Give a single number in reply. It is the count of lines below that contain the string "samples".
--- Dataset Enclosed Below ---
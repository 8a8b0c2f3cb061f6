// src/utils/cancel.rs
//! Shared cancellation signal for long-lived tasks
//!
//! Passed to every worker at construction and polled at defined checkpoints
//! (between cadence cycles, inside drain loops). Edge handlers never see it.

use parking_lot::{Condvar, Mutex};
use std::sync::Arc;
use std::time::{Duration, Instant};

/// Cloneable cancellation token backed by a flag and a condition variable
#[derive(Clone, Default)]
pub struct CancellationToken {
    inner: Arc<Inner>,
}

#[derive(Default)]
struct Inner {
    cancelled: Mutex<bool>,
    signal: Condvar,
}

impl CancellationToken {
    pub fn new() -> Self {
        Self::default()
    }

    /// Trigger cancellation and wake every waiter
    pub fn cancel(&self) {
        let mut cancelled = self.inner.cancelled.lock();
        *cancelled = true;
        self.inner.signal.notify_all();
    }

    pub fn is_cancelled(&self) -> bool {
        *self.inner.cancelled.lock()
    }

    /// Block for at most `timeout`. Returns true if cancelled.
    pub fn wait_timeout(&self, timeout: Duration) -> bool {
        let deadline = Instant::now() + timeout;
        let mut cancelled = self.inner.cancelled.lock();
        while !*cancelled {
            if self.inner.signal.wait_until(&mut cancelled, deadline).timed_out() {
                break;
            }
        }
        *cancelled
    }
}

impl std::fmt::Debug for CancellationToken {
    fn fmt(&self, f: &mut std::fmt::Formatter<'_>) -> std::fmt::Result {
        f.debug_struct("CancellationToken")
            .field("cancelled", &self.is_cancelled())
            .finish()
    }
}

#[cfg(test)]
mod tests {
    use super::*;
    use std::thread;

    #[test]
    fn test_wait_times_out() {
        let token = CancellationToken::new();
        let start = Instant::now();
        assert!(!token.wait_timeout(Duration::from_millis(20)));
        assert!(start.elapsed() >= Duration::from_millis(20));
    }

    #[test]
    fn test_cancel_wakes_waiter() {
        let token = CancellationToken::new();
        let waiter = token.clone();
        let handle = thread::spawn(move || waiter.wait_timeout(Duration::from_secs(10)));

        thread::sleep(Duration::from_millis(20));
        token.cancel();

        assert!(handle.join().unwrap());
        assert!(token.is_cancelled());
    }
}
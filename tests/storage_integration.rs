// tests/storage_integration.rs
//! Integration tests for miniSEED output through the writer contract

use mss_record::storage::miniseed::read_file;
use mss_record::storage::{Encoding, MiniSeedWriter, StorageError, StreamId, WaveformWriter};
use mss_record::utils::time::NANOS_PER_SECOND;

// 2024-05-01T12:00:00Z
const NOON: u64 = 1_714_564_800 * NANOS_PER_SECOND;

fn seismogram(len: usize) -> Vec<i32> {
    (0..len)
        .map(|k| {
            let t = k as f64 / 100.0;
            (8000.0 * (2.0 * std::f64::consts::PI * 1.3 * t).sin() * (-0.05 * t).exp()) as i32
        })
        .collect()
}

#[test]
fn test_both_encodings_round_trip_through_files() {
    let dir = tempfile::tempdir().unwrap();
    let samples = seismogram(1000);

    for (encoding, record_length) in [(Encoding::Steim1, 512), (Encoding::Int32, 4096)] {
        let sub_dir = dir.path().join(format!("{:?}", encoding));
        std::fs::create_dir(&sub_dir).unwrap();
        let mut writer: Box<dyn WaveformWriter> =
            Box::new(MiniSeedWriter::new(&sub_dir, record_length, encoding).unwrap());

        let stream = StreamId::new("XX", "MSS01", "00", "002");
        let path = writer.write(&stream, NOON, 100, &samples).unwrap();

        let records = read_file(&path).unwrap();
        assert!(records.iter().all(|(header, _)| header.encoding == encoding));
        assert!(records.iter().all(|(header, _)| header.record_length == record_length));
        assert!(records.iter().all(|(header, _)| header.sample_rate == 100));
        assert_eq!(records[0].0.start_ns, NOON);

        let decoded: Vec<i32> = records.into_iter().flat_map(|(_, data)| data).collect();
        assert_eq!(decoded, samples);
    }
}

#[test]
fn test_sub_second_start_is_encoded_in_name_and_header() {
    let dir = tempfile::tempdir().unwrap();
    let mut writer = MiniSeedWriter::new(dir.path(), 512, Encoding::Steim1).unwrap();
    let start = NOON + 3 * NANOS_PER_SECOND + 250_000_000;

    let stream = StreamId::new("XX", "MSSNN", "00", "001");
    let path = writer.write(&stream, start, 100, &[1, 2, 3, 4]).unwrap();

    assert_eq!(
        path.file_name().unwrap().to_string_lossy(),
        "XX.MSSNN.00.001.2024-05-01T120003.250000.msd"
    );
    let records = read_file(&path).unwrap();
    assert_eq!(records[0].0.start_ns, start);
}

#[test]
fn test_successive_runs_write_separate_files() {
    let dir = tempfile::tempdir().unwrap();
    let mut writer = MiniSeedWriter::new(dir.path(), 512, Encoding::Steim1).unwrap();
    let stream = StreamId::new("XX", "MSSNN", "00", "003");

    for k in 0..3u64 {
        writer
            .write(&stream, NOON + k * 10 * NANOS_PER_SECOND, 100, &seismogram(1000))
            .unwrap();
    }
    assert_eq!(std::fs::read_dir(dir.path()).unwrap().count(), 3);
}

#[test]
fn test_unusable_output_dir_is_io_error() {
    let dir = tempfile::tempdir().unwrap();
    let blocker = dir.path().join("blocker");
    std::fs::write(&blocker, b"not a directory").unwrap();
    let mut writer = MiniSeedWriter::new(blocker.join("mseed"), 512, Encoding::Steim1).unwrap();
    let stream = StreamId::new("XX", "MSSNN", "00", "001");

    match writer.write(&stream, NOON, 100, &[1, 2, 3]) {
        Err(StorageError::Io { path, .. }) => assert!(path.starts_with(dir.path())),
        other => panic!("expected I/O error, got {:?}", other),
    }
}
--- End of Enclosed Dataset ---
Output of the task => 3